Scrape Trustpilot Company Search Results and Ratings with Python

Trustpilot search results are a practical discovery layer.

Instead of starting from one known company page, you can search a market term like hosting, vpn, or tax software and collect:

  • company names
  • Trustpilot profile URLs
  • visible star ratings
  • review counts
  • visible location text

That is enough to build lead lists, reputation snapshots, or a queue of companies to crawl in more detail later.

Trustpilot company search results

Use ProxiesAPI when Trustpilot volume grows

Trustpilot search pages can challenge or rate-limit repetitive traffic. ProxiesAPI gives you a cleaner transport layer so you can keep the parser logic while making the crawl more resilient.


Target pattern

Search URL format:

  • https://www.trustpilot.com/search?query=hosting

On the live page above, the left column contains the company cards we care about. A typical card exposes:

  • company name
  • website/domain text
  • numeric rating
  • review count
  • country or city/location text

Examples visible in the screenshot:

Miss Hosting      4.6   5,981 reviews   Stockholm, Sweden
IONOS | ionos.de  4.4  22,022 reviews   Germany
Apex Hosting      4.7   8,067 reviews   United States

That gives us a clean first-pass dataset without scraping the full review pages yet.


Why use a browser here?

Trustpilot search pages are exactly the kind of target where browser automation is more reliable than a bare HTTP request:

  • bot checks can appear
  • cookie banners can hide content
  • the visible result cards are easiest to validate in a real page

So we’ll use Playwright, wait for result links, dismiss the cookie prompt if it appears, and then parse the surrounding card text.


Setup

python3 -m venv .venv
source .venv/bin/activate

pip install playwright
playwright install chromium

Optional proxy layer:

export PROXIESAPI_PROXY_URL="http://USERNAME:PASSWORD@gw.proxiesapi.com:8080"
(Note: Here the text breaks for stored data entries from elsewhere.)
pub mod config;
pub mod error;
pub mod runtime;
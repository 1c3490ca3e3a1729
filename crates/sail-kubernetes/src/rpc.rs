use std::fmt;
use std::sync::Arc;
use std::time::Duration;

use log::debug;

use crate::constants::{SUBMISSION_API_PATH, SUBMISSION_SECRET_HEADER};
use crate::error::{SubmitError, SubmitResult};
use crate::submission::{CreateSubmissionRequest, CreateSubmissionResponse};

/// The externally reachable address of the driver launcher.
#[derive(Debug, Clone, PartialEq, Eq)]
pub struct LauncherAddress {
    pub host: String,
    pub port: u16,
}

impl fmt::Display for LauncherAddress {
    fn fmt(&self, f: &mut fmt::Formatter<'_>) -> fmt::Result {
        write!(f, "{}:{}", self.host, self.port)
    }
}

/// A client for the driver launcher running inside the driver pod.
#[async_trait::async_trait]
pub trait DriverLauncherClient: Send + Sync {
    /// Checks that the driver launcher is reachable.
    async fn ping(&self) -> SubmitResult<()>;

    /// Asks the driver launcher to start the application.
    /// The caller must not repeat this call on failure.
    async fn create_submission(&self, request: &CreateSubmissionRequest) -> SubmitResult<()>;
}

/// Creates driver launcher clients once the launcher address is known.
pub trait DriverLauncherConnector: Send + Sync + 'static {
    fn connect(
        &self,
        address: &LauncherAddress,
        secret: &str,
    ) -> SubmitResult<Arc<dyn DriverLauncherClient>>;
}

pub struct HttpDriverLauncherConnector {
    request_timeout: Duration,
}

impl HttpDriverLauncherConnector {
    pub fn new(request_timeout: Duration) -> Self {
        Self { request_timeout }
    }
}

impl DriverLauncherConnector for HttpDriverLauncherConnector {
    fn connect(
        &self,
        address: &LauncherAddress,
        secret: &str,
    ) -> SubmitResult<Arc<dyn DriverLauncherClient>> {
        let client = HttpDriverLauncherClient::try_new(
            format!("http://{address}{SUBMISSION_API_PATH}"),
            secret,
            self.request_timeout,
        )?;
        Ok(Arc::new(client))
    }
}

/// A driver launcher client that speaks JSON over HTTP.
pub struct HttpDriverLauncherClient {
    base_url: String,
    client: reqwest::Client,
}

impl HttpDriverLauncherClient {
    pub fn try_new(
        base_url: impl Into<String>,
        secret: &str,
        timeout: Duration,
    ) -> SubmitResult<Self> {
        let mut headers = reqwest::header::HeaderMap::new();
        let mut value = reqwest::header::HeaderValue::from_str(secret)
            .map_err(|e| SubmitError::internal(format!("invalid submission secret: {e}")))?;
        value.set_sensitive(true);
        headers.insert(SUBMISSION_SECRET_HEADER, value);
        let client = reqwest::Client::builder()
            .default_headers(headers)
            .timeout(timeout)
            .build()?;
        Ok(Self {
            base_url: base_url.into(),
            client,
        })
    }
}

#[async_trait::async_trait]
impl DriverLauncherClient for HttpDriverLauncherClient {
    async fn ping(&self) -> SubmitResult<()> {
        let url = format!("{}/ping", self.base_url);
        debug!("pinging driver launcher at {url}");
        self.client.get(&url).send().await?.error_for_status()?;
        Ok(())
    }

    async fn create_submission(&self, request: &CreateSubmissionRequest) -> SubmitResult<()> {
        let url = format!("{}/create", self.base_url);
        debug!("sending submission request to {url}");
        let response = self.client.post(&url).json(request).send().await?;
        let status = response.status();
        let body = response.text().await?;
        if !status.is_success() {
            return Err(SubmitError::handshake(format!(
                "driver launcher rejected the submission with status {status}: {body}"
            )));
        }
        let response: CreateSubmissionResponse = serde_json::from_str(&body)?;
        if response.success {
            Ok(())
        } else {
            Err(SubmitError::handshake(format!(
                "driver launcher rejected the submission: {}",
                response.message.as_deref().unwrap_or("no message")
            )))
        }
    }
}
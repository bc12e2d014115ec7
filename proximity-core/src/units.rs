//! Distance unit shared by every stage of the matcher.
//!
//! All distances and radii are carried as [`Meters`]. Kilometre values only
//! enter through [`Meters::from_kilometres`], so a call site cannot compare a
//! kilometre distance against a metre radius by accident.

use std::cmp::Ordering;
use std::fmt;

#[cfg(feature = "serde")]
use serde::{Deserialize, Serialize};

const METRES_PER_KILOMETRE: f64 = 1000.0;

/// A distance in metres.
///
/// # Examples
/// ```
/// use proximity_core::Meters;
///
/// let radius = Meters::from_kilometres(1.5);
/// assert_eq!(radius, Meters::new(1500.0));
/// assert_eq!(radius.to_string(), "1.5 km");
/// assert_eq!(Meters::new(320.4).to_string(), "320 m");
/// ```
#[derive(Debug, Clone, Copy, PartialEq, PartialOrd, Default)]
#[cfg_attr(feature = "serde", derive(Serialize, Deserialize))]
#[cfg_attr(feature = "serde", serde(transparent))]
pub struct Meters(f64);

impl Meters {
    /// Zero distance.
    pub const ZERO: Self = Self(0.0);

    /// Wrap a value already expressed in metres.
    #[must_use]
    pub const fn new(value: f64) -> Self {
        Self(value)
    }

    /// Convert a kilometre value into metres.
    #[must_use]
    pub fn from_kilometres(kilometres: f64) -> Self {
        Self(kilometres * METRES_PER_KILOMETRE)
    }

    /// Raw value in metres.
    #[must_use]
    pub const fn get(self) -> f64 {
        self.0
    }

    /// Value in kilometres.
    #[must_use]
    pub fn as_kilometres(self) -> f64 {
        self.0 / METRES_PER_KILOMETRE
    }

    /// Whether this distance lies inside (or on) `radius`.
    #[must_use]
    pub fn is_within(self, radius: Self) -> bool {
        self.0 <= radius.0
    }

    /// Total ordering over metre values, NaN sorting last.
    #[must_use]
    pub fn total_cmp(&self, other: &Self) -> Ordering {
        self.0.total_cmp(&other.0)
    }
}

impl fmt::Display for Meters {
    fn fmt(&self, f: &mut fmt::Formatter<'_>) -> fmt::Result {
        if self.0 < METRES_PER_KILOMETRE {
            write!(f, "{:.0} m", self.0)
        } else {
            write!(f, "{:.1} km", self.as_kilometres())
        }
    }
}
//! HTTP client for a Places-style nearby-search and geocoding service.

use std::fmt;
use std::time::Duration;

use async_trait::async_trait;
use log::debug;
use proximity_core::{
    Category, GeoPoint, GeocodeError, Geocoder, Meters, PlaceProvider, ProviderError, RawPlace,
};
use reqwest::Client;
use serde::de::DeserializeOwned;
use thiserror::Error;
use url::Url;

use super::response::{
    GeocodeResponse, NearbySearchResponse, STATUS_OK, STATUS_ZERO_RESULTS,
};

/// Default service root.
pub const DEFAULT_BASE_URL: &str = "https://maps.googleapis.com";

/// Default user agent for service requests.
pub const DEFAULT_USER_AGENT: &str = "proximity/0.1";

/// Default request timeout in seconds.
const DEFAULT_TIMEOUT_SECS: u64 = 10;

const NEARBY_SEARCH_PATH: &str = "maps/api/place/nearbysearch/json";
const GEOCODE_PATH: &str = "maps/api/geocode/json";

/// Errors raised by [`MapClient::init`].
#[derive(Debug, Error)]
pub enum ConfigError {
    /// No API key was configured.
    #[error("an API key is required to call the maps service")]
    MissingApiKey,
    /// The base URL could not be parsed or cannot carry a path.
    #[error("invalid maps base URL {url:?}: {source}")]
    InvalidBaseUrl {
        /// Configured base URL.
        url: String,
        /// Parser error.
        #[source]
        source: url::ParseError,
    },
    /// The HTTP client could not be built.
    #[error("failed to build HTTP client: {0}")]
    HttpClient(#[source] reqwest::Error),
}

/// Configuration for [`MapClient`].
#[derive(Clone)]
pub struct MapClientConfig {
    /// Service API key, appended to every request.
    pub api_key: String,
    /// Service root, e.g. `"https://maps.googleapis.com"`.
    pub base_url: String,
    /// Per-request timeout.
    pub timeout: Duration,
    /// User agent string for requests.
    pub user_agent: String,
}

impl fmt::Debug for MapClientConfig {
    fn fmt(&self, f: &mut fmt::Formatter<'_>) -> fmt::Result {
        f.debug_struct("MapClientConfig")
            .field("api_key", &"<redacted>")
            .field("base_url", &self.base_url)
            .field("timeout", &self.timeout)
            .field("user_agent", &self.user_agent)
            .finish()
    }
}

impl MapClientConfig {
    /// Create a configuration for the default service with `api_key`.
    #[must_use]
    pub fn new(api_key: impl Into<String>) -> Self {
        Self {
            api_key: api_key.into(),
            base_url: DEFAULT_BASE_URL.to_owned(),
            timeout: Duration::from_secs(DEFAULT_TIMEOUT_SECS),
            user_agent: DEFAULT_USER_AGENT.to_owned(),
        }
    }

    /// Set the service root.
    #[must_use]
    pub fn with_base_url(mut self, base_url: impl Into<String>) -> Self {
        self.base_url = base_url.into();
        self
    }

    /// Set the per-request timeout.
    #[must_use]
    pub fn with_timeout(mut self, timeout: Duration) -> Self {
        self.timeout = timeout;
        self
    }

    /// Set the user agent string.
    #[must_use]
    pub fn with_user_agent(mut self, user_agent: impl Into<String>) -> Self {
        self.user_agent = user_agent.into();
        self
    }
}

/// Transport failures shared by both endpoints.
#[derive(Debug)]
enum FetchError {
    Timeout,
    Http { status: u16 },
    Network { message: String },
    Parse { message: String },
}

/// Client for the nearby-search and geocoding endpoints.
///
/// Construct one with [`MapClient::init`] at the composition root and pass it
/// by reference; the client holds a connection pool and is cheap to share.
///
/// URLs reported in errors and logs never include the API key.
pub struct MapClient {
    client: Client,
    api_key: String,
    nearby_url: Url,
    geocode_url: Url,
    timeout: Duration,
}

impl fmt::Debug for MapClient {
    fn fmt(&self, f: &mut fmt::Formatter<'_>) -> fmt::Result {
        f.debug_struct("MapClient")
            .field("api_key", &"<redacted>")
            .field("nearby_url", &self.nearby_url.as_str())
            .field("geocode_url", &self.geocode_url.as_str())
            .field("timeout", &self.timeout)
            .finish_non_exhaustive()
    }
}

impl MapClient {
    /// Validate `config` and build a client.
    ///
    /// # Errors
    ///
    /// Returns [`ConfigError::MissingApiKey`] for a blank key,
    /// [`ConfigError::InvalidBaseUrl`] when the base URL does not parse, and
    /// [`ConfigError::HttpClient`] if the HTTP client cannot be built.
    pub fn init(config: MapClientConfig) -> Result<Self, ConfigError> {
        let api_key = config.api_key.trim();
        if api_key.is_empty() {
            return Err(ConfigError::MissingApiKey);
        }
        let base = parse_base_url(&config.base_url)?;
        let endpoint = |path: &str| {
            base.join(path).map_err(|source| ConfigError::InvalidBaseUrl {
                url: config.base_url.clone(),
                source,
            })
        };
        let nearby_url = endpoint(NEARBY_SEARCH_PATH)?;
        let geocode_url = endpoint(GEOCODE_PATH)?;

        let client = Client::builder()
            .user_agent(&config.user_agent)
            .connect_timeout(config.timeout)
            .timeout(config.timeout)
            .build()
            .map_err(ConfigError::HttpClient)?;

        Ok(Self {
            client,
            api_key: api_key.to_owned(),
            nearby_url,
            geocode_url,
            timeout: config.timeout,
        })
    }

    /// Nearby-search URL for one category, without the API key.
    fn nearby_search_url(&self, origin: &GeoPoint, radius: Meters, category: Category) -> Url {
        let mut url = self.nearby_url.clone();
        url.query_pairs_mut()
            .append_pair("location", &origin.to_string())
            .append_pair("radius", &format!("{:.0}", radius.get().ceil()))
            .append_pair("type", category.as_str());
        url
    }

    /// Geocoding URL for `address`, without the API key.
    fn geocode_address_url(&self, address: &str) -> Url {
        let mut url = self.geocode_url.clone();
        url.query_pairs_mut().append_pair("address", address);
        url
    }

    fn timeout_ms(&self) -> u64 {
        u64::try_from(self.timeout.as_millis()).unwrap_or(u64::MAX)
    }

    /// Fetch and decode `url`, adding the API key only to the outgoing request.
    async fn get_json<T: DeserializeOwned>(&self, url: &Url) -> Result<T, FetchError> {
        let mut signed = url.clone();
        signed.query_pairs_mut().append_pair("key", &self.api_key);

        let response = self
            .client
            .get(signed)
            .send()
            .await
            .and_then(reqwest::Response::error_for_status)
            .map_err(convert_reqwest_error)?;

        response.json().await.map_err(|err| FetchError::Parse {
            message: err.without_url().to_string(),
        })
    }
}

fn parse_base_url(raw: &str) -> Result<Url, ConfigError> {
    let invalid = |source| ConfigError::InvalidBaseUrl {
        url: raw.to_owned(),
        source,
    };
    let mut url = Url::parse(raw.trim()).map_err(invalid)?;
    if url.cannot_be_a_base() {
        return Err(invalid(url::ParseError::RelativeUrlWithCannotBeABaseBase));
    }
    // `Url::join` replaces the last segment unless the path ends with a slash.
    if !url.path().ends_with('/') {
        let path = format!("{}/", url.path());
        url.set_path(&path);
    }
    Ok(url)
}

fn convert_reqwest_error(error: reqwest::Error) -> FetchError {
    if error.is_timeout() {
        return FetchError::Timeout;
    }
    if let Some(status) = error.status() {
        return FetchError::Http {
            status: status.as_u16(),
        };
    }
    FetchError::Network {
        message: error.without_url().to_string(),
    }
}

fn provider_error(error: FetchError, url: &Url, timeout_ms: u64) -> ProviderError {
    let url = url.to_string();
    match error {
        FetchError::Timeout => ProviderError::Timeout { timeout_ms },
        FetchError::Http { status } => ProviderError::Http { url, status },
        FetchError::Network { message } => ProviderError::Network { url, message },
        FetchError::Parse { message } => ProviderError::Parse { message },
    }
}

fn geocode_error(error: FetchError, url: &Url, timeout_ms: u64) -> GeocodeError {
    let url = url.to_string();
    match error {
        FetchError::Timeout => GeocodeError::Timeout { timeout_ms },
        FetchError::Http { status } => GeocodeError::Network {
            url,
            message: format!("HTTP status {status}"),
        },
        FetchError::Network { message } => GeocodeError::Network { url, message },
        FetchError::Parse { message } => GeocodeError::Parse { message },
    }
}

/// Interpret a nearby-search response.
fn nearby_places(response: NearbySearchResponse) -> Result<Vec<RawPlace>, ProviderError> {
    if !response.is_success() {
        return Err(ProviderError::Service {
            status: response.status,
            message: response.error_message.unwrap_or_default(),
        });
    }
    Ok(response.into_raw_places())
}

/// Interpret a geocoding response, taking the first match.
fn geocoded_location(address: &str, response: GeocodeResponse) -> Result<GeoPoint, GeocodeError> {
    match response.status.as_str() {
        STATUS_OK => {}
        STATUS_ZERO_RESULTS => {
            return Err(GeocodeError::NotFound {
                address: address.to_owned(),
            });
        }
        _ => {
            return Err(GeocodeError::Service {
                status: response.status,
                message: response.error_message.unwrap_or_default(),
            });
        }
    }
    let first = response
        .results
        .into_iter()
        .next()
        .ok_or_else(|| GeocodeError::NotFound {
            address: address.to_owned(),
        })?;
    let location = first.geometry.location;
    GeoPoint::new(location.lat, location.lng).map_err(|err| GeocodeError::InvalidLocation {
        message: err.to_string(),
    })
}

#[async_trait]
impl PlaceProvider for MapClient {
    async fn nearby(
        &self,
        origin: &GeoPoint,
        radius: Meters,
        category: Category,
    ) -> Result<Vec<RawPlace>, ProviderError> {
        let url = self.nearby_search_url(origin, radius, category);
        debug!("GET {url}");
        let response: NearbySearchResponse = self
            .get_json(&url)
            .await
            .map_err(|err| provider_error(err, &url, self.timeout_ms()))?;
        nearby_places(response)
    }
}

#[async_trait]
impl Geocoder for MapClient {
    async fn geocode(&self, address: &str) -> Result<GeoPoint, GeocodeError> {
        let address = address.trim();
        if address.is_empty() {
            return Err(GeocodeError::EmptyAddress);
        }
        let url = self.geocode_address_url(address);
        debug!("GET {url}");
        let response: GeocodeResponse = self
            .get_json(&url)
            .await
            .map_err(|err| geocode_error(err, &url, self.timeout_ms()))?;
        geocoded_location(address, response)
    }
}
Step 1: Open the search page and wait for result cards

import os
from contextlib import contextmanager
from playwright.sync_api import sync_playwright


@contextmanager
def open_search_page(query: str):
    proxy_url = os.getenv("PROXIESAPI_PROXY_URL")
    url = f"https://www.trustpilot.com/search?query={query}"

    with sync_playwright() as p:
        browser = p.chromium.launch(
            headless=True,
            proxy={"server": proxy_url} if proxy_url else None,
        )
        page = browser.new_page(viewport={"width": 1440, "height": 2400})
        page.goto(url, wait_until="networkidle", timeout=120_000)
        try:
            # Cookie banner appears often on Trustpilot.
            got_it = page.locator('button:has-text("Got it")')
            if got_it.count():
                got_it.first.click()

            page.wait_for_selector('a[href^="/review/"]', timeout=120_000)
            yield browser, page
        finally:
            browser.close()

The important selector is:

'a[href^="/review/"]'

Those anchors point to Trustpilot company profile pages and are the most stable result anchor on this page type.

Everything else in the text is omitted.